MCHC is an indicator of erythrocyte saturation with hemoglobin, unlike MCH, it characterizes not the amount of hemoglobin in the cell, but the “density” of filling the cell with hemoglobin. It is calculated as the ratio of total hemoglobin to hematocrit – the volume occupied by red blood cells in the bloodstream. It is measured in grams per liter and is the most sensitive indicator for violations of hemoglobin formation. In addition, it is one of the most stable hematological indicators, so the MCHC is used as an indicator of analyzer errors.

Red blood cell distribution by volume (RDW)

RDW is the degree of dispersion of red blood cells by volume. There are different ways to calculate this indicator. RDW-CV is measured as a percentage and shows how much the volume of red blood cells deviates from the average. RDW-SD is measured in femtoliters, just like the mean red blood cell volume (MCV), and shows the difference between the smallest RBC and the largest.

In general, RDW corresponds to anisocytosis, which is determined by microscopy of a blood smear, but is a much more accurate parameter.

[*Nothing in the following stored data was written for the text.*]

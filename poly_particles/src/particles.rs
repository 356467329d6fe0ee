use cgmath::{Matrix4, Vector2, Vector3, Vector4};
use rand::{rngs::StdRng, Rng, SeedableRng};
use tracing::{debug, warn};

use crate::{
    container::Container,
    error::GeometryError,
    vertex_data::{ShaderVertexData, VertexDataLocation},
};

pub const PARTICLE_MAX_SIZE: usize = 1048576; // 2^20

pub const DEFAULT_NUM_PARTICLES: usize = 500;
pub const DEFAULT_PARTICLE_RADIUS: f32 = 0.5;
pub const DEFAULT_PARTICLE_SIDES: usize = 12;

const RED: [f32; 4] = [1.0, 0.0, 0.0, 1.0];
const BLUE: [f32; 4] = [0.0, 0.0, 1.0, 1.0];

/// Fixed for the lifetime of a [`ParticleState`].
#[derive(Debug, Clone, Copy, PartialEq)]
pub struct ParticleConfig {
    pub num_particles: usize,
    pub particle_radius: f32,
    /// Number of polygon sides of the particle mesh
    pub particle_sides: usize,
    /// `None` seeds from OS entropy
    pub seed: Option<u64>,
}

impl Default for ParticleConfig {
    fn default() -> Self {
        Self {
            num_particles: DEFAULT_NUM_PARTICLES,
            particle_radius: DEFAULT_PARTICLE_RADIUS,
            particle_sides: DEFAULT_PARTICLE_SIDES,
            seed: None,
        }
    }
}

#[derive(Debug, Clone, Copy, PartialEq)]
pub struct Particle {
    pub position: Vector2<f32>,
    pub color: Vector4<f32>,
}

impl Particle {
    pub fn model_matrix(&self) -> Matrix4<f32> {
        Matrix4::from_translation(Vector3::new(self.position.x, self.position.y, 0.0))
    }
}

/// Particles are placed once and never move.
#[derive(Debug, Clone)]
pub struct ParticleState {
    particle_list: Vec<Particle>,
    instance_data: Vec<InstanceRaw>,
}

impl ParticleState {
    pub fn spawn(config: &ParticleConfig, container: &Container) -> Result<Self, GeometryError> {
        container.validate()?;

        let mut rng = match config.seed {
            Some(seed) => StdRng::seed_from_u64(seed),
            None => StdRng::from_entropy(),
        };

        let size = if config.num_particles > PARTICLE_MAX_SIZE {
            warn!(
                "{} particles requested, clamping to {}",
                config.num_particles, PARTICLE_MAX_SIZE
            );
            PARTICLE_MAX_SIZE
        } else {
            config.num_particles
        };

        let (red, blue) = (Vector4::from(RED), Vector4::from(BLUE));
        let (min, max) = (container.min(), container.max());
        let particle_list = (0..size)
            .map(|_| {
                let position = Vector2::new(
                    rng.gen_range(min.x..=max.x),
                    rng.gen_range(min.y..=max.y),
                );
                let t = rng.gen::<f32>();
                Particle {
                    position,
                    color: red + (blue - red) * t,
                }
            })
            .collect::<Vec<_>>();

        let instance_data = particle_list
            .iter()
            .map(Particle::to_raw)
            .collect::<Vec<_>>();

        debug!(
            "spawned {} particles in [{:?}, {:?}]",
            particle_list.len(),
            min,
            max
        );

        Ok(Self {
            particle_list,
            instance_data,
        })
    }

    pub fn particles(&self) -> &[Particle] {
        &self.particle_list
    }

    pub fn instance_data(&self) -> &[InstanceRaw] {
        &self.instance_data
    }

    pub fn len(&self) -> usize {
        self.particle_list.len()
    }

    pub fn is_empty(&self) -> bool {
        self.particle_list.is_empty()
    }
}

/// Per-instance data of the instanced particle draw
#[repr(C)]
#[derive(Debug, Clone, Copy, PartialEq, bytemuck::Pod, bytemuck::Zeroable)]
pub struct InstanceRaw {
    pub model: [[f32; 4]; 4],
    pub color: [f32; 4],
}

impl ShaderVertexData for Particle {
    type RawType = InstanceRaw;
    fn to_raw(&self) -> InstanceRaw {
        InstanceRaw {
            model: self.model_matrix().into(),
            color: self.color.into(),
        }
    }

    fn desc() -> wgpu::VertexBufferLayout<'static> {
        use std::mem;
        wgpu::VertexBufferLayout {
            array_stride: mem::size_of::<InstanceRaw>() as wgpu::BufferAddress,
            step_mode: wgpu::VertexStepMode::Instance,
            attributes: &[
                // A mat4 takes up 4 vertex slots, one per column
                wgpu::VertexAttribute {
                    format: wgpu::VertexFormat::Float32x4,
                    offset: 0,
                    shader_location: VertexDataLocation::ModelMatrix0 as u32,
                },
                wgpu::VertexAttribute {
                    format: wgpu::VertexFormat::Float32x4,
                    offset: mem::size_of::<[f32; 4]>() as wgpu::BufferAddress,
                    shader_location: VertexDataLocation::ModelMatrix1 as u32,
                },
                wgpu::VertexAttribute {
                    format: wgpu::VertexFormat::Float32x4,
                    offset: mem::size_of::<[f32; 8]>() as wgpu::BufferAddress,
                    shader_location: VertexDataLocation::ModelMatrix2 as u32,
                },
                wgpu::VertexAttribute {
                    format: wgpu::VertexFormat::Float32x4,
                    offset: mem::size_of::<[f32; 12]>() as wgpu::BufferAddress,
                    shader_location: VertexDataLocation::ModelMatrix3 as u32,
                },
                wgpu::VertexAttribute {
                    format: wgpu::VertexFormat::Float32x4,
                    offset: mem::size_of::<[f32; 16]>() as wgpu::BufferAddress,
                    shader_location: VertexDataLocation::Color as u32,
                },
            ],
        }
    }
}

What is research used for?

Evaluation of erythrocyte indices provides insight into the characteristics of erythrocytes, which is very important in determining the type of anemia. Erythrocyte indices often respond quickly to anemia treatment and can be used to evaluate the effectiveness of therapy.

When is the test ordered?

As a rule, erythrocyte indices are included in the routine complete blood count, which is prescribed both planned and for various diseases, before surgical interventions. Repeatedly this analysis is prescribed to patients undergoing treatment for anemia.

What do the results mean?

Mean cell volume (MCV)



Reference values ​​

Less than 1 year

71 – 112 fl

1-5 years

73 – 85 fl

5-10 years

75 – 87 fl

10-12 years old

76 – 94 fl


12-15 years old

73 – 95 fl

15-18 years old

78 – 98 fl

18-45 years old

81 – 100 fl

45-65 years

81 – 101 fl

Over 65 years old

81 – 102 fl


12-15 years old

77 – 94 fl

15-18 years old

79– 95 ​​fl

18-45 years old

80 – 99 fl

45-65 years

81 – 101 fl

Over 65 years old

81 – 102 fl

Based on MCV, red blood cell size, anemia is classified into the following types:

  • Microcytic – when MCV is less than normal, small erythrocytes predominate in the blood. The most common cause of microcytic anemia is iron deficiency. It can occur due to prolonged blood loss, impaired iron absorption, insufficient consumption of meat products, and also due to some hemoglobin “assembly” disorders, such as thalassemia or various chronic diseases (long-term infections, oncology).
  • Normocytic – when red blood cells are of normal size. This happens when the bone marrow is depressed – with aplastic anemia, recent bleeding, chronic diseases of the liver and kidneys.
  • Macrocytic, when large erythrocytes predominate in the blood. Most often this occurs with a deficiency of vitamin B 12 or folic acid. MCV can also increase with normal hemoglobin levels – due to alcohol abuse, years of smoking, decreased thyroid function

The average volume of an erythrocyte normally changes during life: it is maximum in newborns, and then gradually decreases.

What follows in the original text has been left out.